With the fierce primary battle between Barack Obama and Hillary Clinton and today’s announcement of McCain’s running mate Sarah Palin, this presidential election has been and will continue to be thick with identity politics. That is, individual members of historically marginalized groups are finally at the point of sharing real power in our country and other members of those same groups are taking notice and often voting according to that shared identity. Being a member of a marginalized group, I can appreciate the desire to vote according to that identity.

I absolutely believe that other folks with highly visible physical differences (like my dwarfism) and mobility disabilities (like my use of a power chair) understand a part of “what it’s like to be me” in ways that an able bodied person never could. Close friends and family have a strong sense of empathy and do feel my outrage or pain when they are present as I am being marginalized or ridiculed, but they do not know what it’s like to live every moment of your life with such marginalization or ridicule right around the corner. For those that are close to me, their empathetic suffering is a temporary condition.

So it is that I understand that even complete strangers who are genuine members of a marginalized group can profoundly and uniquely understand each other’s lived experience in some ways (but CERTAINLY not all ways). Because of this feeling that other members of our group “get it” just because they share this identity, it’s easy to want to support them in their political ambitions. We trust people like ourselves more easily and we see their success as intimately bound up with our success. That is why people of color and women came out in droves this year to support Barack and Hillary, respectively.

However, if we were to practice identity politics in a completely uncritical way, we run the risk of tokenizing ourselves. In fact, I believe this trap is what John McCain is betting on in choosing a female Veep today.

When someone is tokenized, they are deliberately placed in a social or political position that gives the appearance of inclusiveness.
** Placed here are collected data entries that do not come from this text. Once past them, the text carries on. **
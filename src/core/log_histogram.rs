//! 几何增长分bin直方图
//!
//! 用于双对数坐标下展示跨越数个数量级的质量谱（约0.3到150 GeV）。
//! bin边界由固定起点、初始步长和每步乘法增长因子生成，
//! 查找使用对边界序列的二分搜索，复杂度 O(log n)。
//!
//! `MultiLogHistogram` 将最多9个命名子直方图排布在3×3网格中，
//! 上限在初始化时强制检查，填充时不再检查。

use crate::error::{AnalysisError, AnalysisResult};
use serde::{Deserialize, Serialize};
use std::collections::BTreeMap;

/// 默认分bin：起点0.3，初始步长0.01，每步增长1%，共500步（末端约144）
pub const DEFAULT_LOG_START: f64 = 0.3;
pub const DEFAULT_LOG_INITIAL_STEP: f64 = 0.01;
pub const DEFAULT_LOG_GROWTH: f64 = 1.01;
pub const DEFAULT_LOG_STEPS: usize = 500;

/// 子直方图数量上限（3×3网格）
pub const MAX_SUBHISTOGRAMS: usize = 9;

/// 网格边长
pub const GRID_SIZE: usize = 3;

/// 几何分bin参数
#[derive(Debug, Clone, Copy, PartialEq, Serialize, Deserialize)]
#[serde(default)]
pub struct LogBinning {
    /// 第一条边界
    pub start: f64,

    /// 第一个bin的宽度
    pub initial_step: f64,

    /// 每步宽度的乘法增长因子
    pub growth: f64,

    /// 步数（= bin数，边界数为 steps + 1）
    pub steps: usize,
}

impl Default for LogBinning {
    fn default() -> Self {
        Self {
            start: DEFAULT_LOG_START,
            initial_step: DEFAULT_LOG_INITIAL_STEP,
            growth: DEFAULT_LOG_GROWTH,
            steps: DEFAULT_LOG_STEPS,
        }
    }
}

impl LogBinning {
    /// 校验参数能生成严格单调递增的边界
    pub fn validate(&self) -> AnalysisResult<()> {
        if !self.start.is_finite()
            || !(self.initial_step.is_finite() && self.initial_step > 0.0)
            || !(self.growth.is_finite() && self.growth > 0.0)
            || self.steps == 0
        {
            return Err(AnalysisError::ConfigError(format!(
                "几何分bin参数非法: start={}, initial_step={}, growth={}, steps={}",
                self.start, self.initial_step, self.growth, self.steps
            )));
        }
        Ok(())
    }

    /// 生成边界序列：edge[i+1] = edge[i] + d，d 每步乘以 growth
    pub fn edges(&self) -> Vec<f64> {
        let mut edges = Vec::with_capacity(self.steps + 1);
        let mut edge = self.start;
        let mut step = self.initial_step;
        edges.push(edge);
        for _ in 0..self.steps {
            edge += step;
            edges.push(edge);
            step *= self.growth;
        }
        edges
    }
}

/// 单个几何分bin直方图
#[derive(Debug, Clone, PartialEq)]
pub struct LogHistogram {
    /// 严格递增的边界
    edges: Vec<f64>,

    /// bin计数（长度 = 边界数 - 1）
    counts: Vec<u64>,

    /// 被拒绝的越界填充数
    out_of_range: u64,
}

impl Default for LogHistogram {
    fn default() -> Self {
        Self::from_edges(LogBinning::default().edges())
    }
}

impl LogHistogram {
    /// 按分bin参数创建直方图
    pub fn new(binning: &LogBinning) -> AnalysisResult<Self> {
        binning.validate()?;
        Ok(Self::from_edges(binning.edges()))
    }

    fn from_edges(edges: Vec<f64>) -> Self {
        let counts = vec![0; edges.len().saturating_sub(1)];
        Self {
            edges,
            counts,
            out_of_range: 0,
        }
    }

    /// 二分查找 value 所在的bin
    ///
    /// 返回满足 `edges[i] <= value < edges[i+1]` 的 `i`；
    /// 低于首边界、不小于末边界或 NaN 返回 `None`。
    pub fn find_bin(&self, value: f64) -> Option<usize> {
        let first = *self.edges.first()?;
        let last = *self.edges.last()?;
        if !(value >= first && value < last) {
            return None;
        }
        // partition_point 返回第一个 > value 的边界位置
        Some(self.edges.partition_point(|&edge| edge <= value) - 1)
    }

    /// 填充一个值；越界值只计数并丢弃
    pub fn fill(&mut self, value: f64) -> bool {
        match self.find_bin(value) {
            Some(bin) => {
                self.counts[bin] += 1;
                true
            }
            None => {
                self.out_of_range += 1;
                debug_histogram!("几何直方图越界填充 / log histogram fill out of range: {value}");
                false
            }
        }
    }

    #[inline]
    pub fn edges(&self) -> &[f64] {
        &self.edges
    }

    #[inline]
    pub fn bin_contents(&self) -> &[u64] {
        &self.counts
    }

    /// 泊松误差 sqrt(count)
    pub fn poisson_errors(&self) -> Vec<f64> {
        self.counts.iter().map(|&c| (c as f64).sqrt()).collect()
    }

    #[inline]
    pub fn n_bins(&self) -> usize {
        self.counts.len()
    }

    /// 已填入的条目数（不含越界）
    pub fn entries(&self) -> u64 {
        self.counts.iter().sum()
    }

    #[inline]
    pub fn out_of_range(&self) -> u64 {
        self.out_of_range
    }

    /// 逐bin相加合并另一个直方图（要求边界完全相同）
    pub fn merge(&mut self, other: &LogHistogram) -> AnalysisResult<()> {
        if self.edges != other.edges {
            return Err(AnalysisError::ConfigError(
                "几何直方图分bin不一致，无法合并".to_string(),
            ));
        }
        for (mine, theirs) in self.counts.iter_mut().zip(&other.counts) {
            *mine += theirs;
        }
        self.out_of_range += other.out_of_range;
        Ok(())
    }
}

/// 3×3网格中的位置
#[derive(Debug, Clone, Copy, PartialEq, Eq, PartialOrd, Ord, Hash, Serialize, Deserialize)]
pub struct GridPosition {
    pub row: usize,
    pub col: usize,
}

impl GridPosition {
    #[inline]
    pub const fn new(row: usize, col: usize) -> Self {
        Self { row, col }
    }
}

/// 带标题和网格位置的子直方图
#[derive(Debug, Clone, PartialEq)]
pub struct SubHistogram {
    pub title: String,
    pub position: GridPosition,
    pub histogram: LogHistogram,
}

/// 最多9个命名几何直方图的集合
#[derive(Debug, Clone, PartialEq)]
pub struct MultiLogHistogram {
    binning: LogBinning,
    entries: BTreeMap<String, SubHistogram>,

    /// 填充到未初始化名称的次数
    unknown_fills: u64,
}

impl MultiLogHistogram {
    /// 创建空集合，所有子直方图共用同一分bin
    pub fn new(binning: LogBinning) -> AnalysisResult<Self> {
        binning.validate()?;
        Ok(Self {
            binning,
            entries: BTreeMap::new(),
            unknown_fills: 0,
        })
    }

    /// 初始化一个命名子直方图
    ///
    /// # 错误
    ///
    /// 第10个子直方图、重名、网格位置重复或超出3×3都返回 `ConfigError`。
    pub fn init_subhisto(
        &mut self,
        name: &str,
        title: &str,
        position: GridPosition,
    ) -> AnalysisResult<()> {
        if self.entries.len() >= MAX_SUBHISTOGRAMS {
            return Err(AnalysisError::ConfigError(format!(
                "子直方图 '{name}' 无法初始化：最多支持 {MAX_SUBHISTOGRAMS} 个 (3x3)"
            )));
        }
        if self.entries.contains_key(name) {
            return Err(AnalysisError::ConfigError(format!(
                "子直方图 '{name}' 已存在"
            )));
        }
        if position.row >= GRID_SIZE || position.col >= GRID_SIZE {
            return Err(AnalysisError::ConfigError(format!(
                "子直方图 '{name}' 的位置 ({}, {}) 超出 3x3 网格",
                position.row, position.col
            )));
        }
        if self.entries.values().any(|e| e.position == position) {
            return Err(AnalysisError::ConfigError(format!(
                "网格位置 ({}, {}) 已被占用",
                position.row, position.col
            )));
        }

        self.entries.insert(
            name.to_string(),
            SubHistogram {
                title: title.to_string(),
                position,
                histogram: LogHistogram::from_edges(self.binning.edges()),
            },
        );
        Ok(())
    }

    /// 向命名子直方图填充；未知名称或越界值只报告不失败
    pub fn fill_subhisto(&mut self, name: &str, value: f64) -> bool {
        match self.entries.get_mut(name) {
            Some(entry) => entry.histogram.fill(value),
            None => {
                self.unknown_fills += 1;
                debug_histogram!("未初始化的子直方图 / unknown sub-histogram: {name}");
                false
            }
        }
    }

    pub fn get(&self, name: &str) -> Option<&SubHistogram> {
        self.entries.get(name)
    }

    /// 按网格位置（行优先）遍历
    pub fn iter_grid(&self) -> impl Iterator<Item = (&str, &SubHistogram)> {
        let mut items: Vec<_> = self
            .entries
            .iter()
            .map(|(name, entry)| (name.as_str(), entry))
            .collect();
        items.sort_by_key(|(_, entry)| entry.position);
        items.into_iter()
    }

    #[inline]
    pub fn len(&self) -> usize {
        self.entries.len()
    }

    #[inline]
    pub fn is_empty(&self) -> bool {
        self.entries.is_empty()
    }

    #[inline]
    pub fn binning(&self) -> &LogBinning {
        &self.binning
    }

    #[inline]
    pub fn unknown_fills(&self) -> u64 {
        self.unknown_fills
    }

    /// 按名称逐个合并子直方图（两侧名称集合必须一致）
    pub fn merge(&mut self, other: &MultiLogHistogram) -> AnalysisResult<()> {
        if self.entries.len() != other.entries.len()
            || self.entries.keys().any(|k| !other.entries.contains_key(k))
        {
            return Err(AnalysisError::ConfigError(
                "子直方图集合不一致，无法合并".to_string(),
            ));
        }
        for (name, entry) in self.entries.iter_mut() {
            if let Some(theirs) = other.entries.get(name) {
                entry.histogram.merge(&theirs.histogram)?;
            }
        }
        self.unknown_fills += other.unknown_fills;
        Ok(())
    }
}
In other words, it is a dominant group’s attempt to satiate a subjugated group by throwing them a bone. A tokenized person with a disability in a mainstream classroom provides ammunition for a school board to claim that they are not discriminatory by segregating everyone else in a “special” education back room, “But look! We are inclusive where that kind of thing is appropriate!”

As voters, if we vote for someone just because they superficially share our marginalized identity, even if they support policies that strike directly against our interests, we tokenize that candidate. Sarah Palin has the biology of a woman, but the troubling brand of fiercely conservative politics that she shares with John McCain does nothing to help the ordinary working class American woman, who is trying to make good amidst a foreign and domestic crisis. Conservatism does nothing but preserve the status quo, which is largely a system of oppression for everyday women.

It’s curious that MCain is not willing to tokenize himself by talking publically about his disability. Perhaps the stigma of disability is too strong and too internalized for him to come to terms with the idea that he himself is disabled – he sustained permanent injuries from his time as a prisoner of war and collects a disability pension from the Navy. Or, it’s likely that he (rightly) believes that disability is not as unified an identity as gender or race and so most people with a disability would not vote for him based on that identity. One thing is certain, as long as John McCain opposes policies that would free our people (like the Community Choice Act or universal health care), I won’t vote for him no matter how cripped out he is.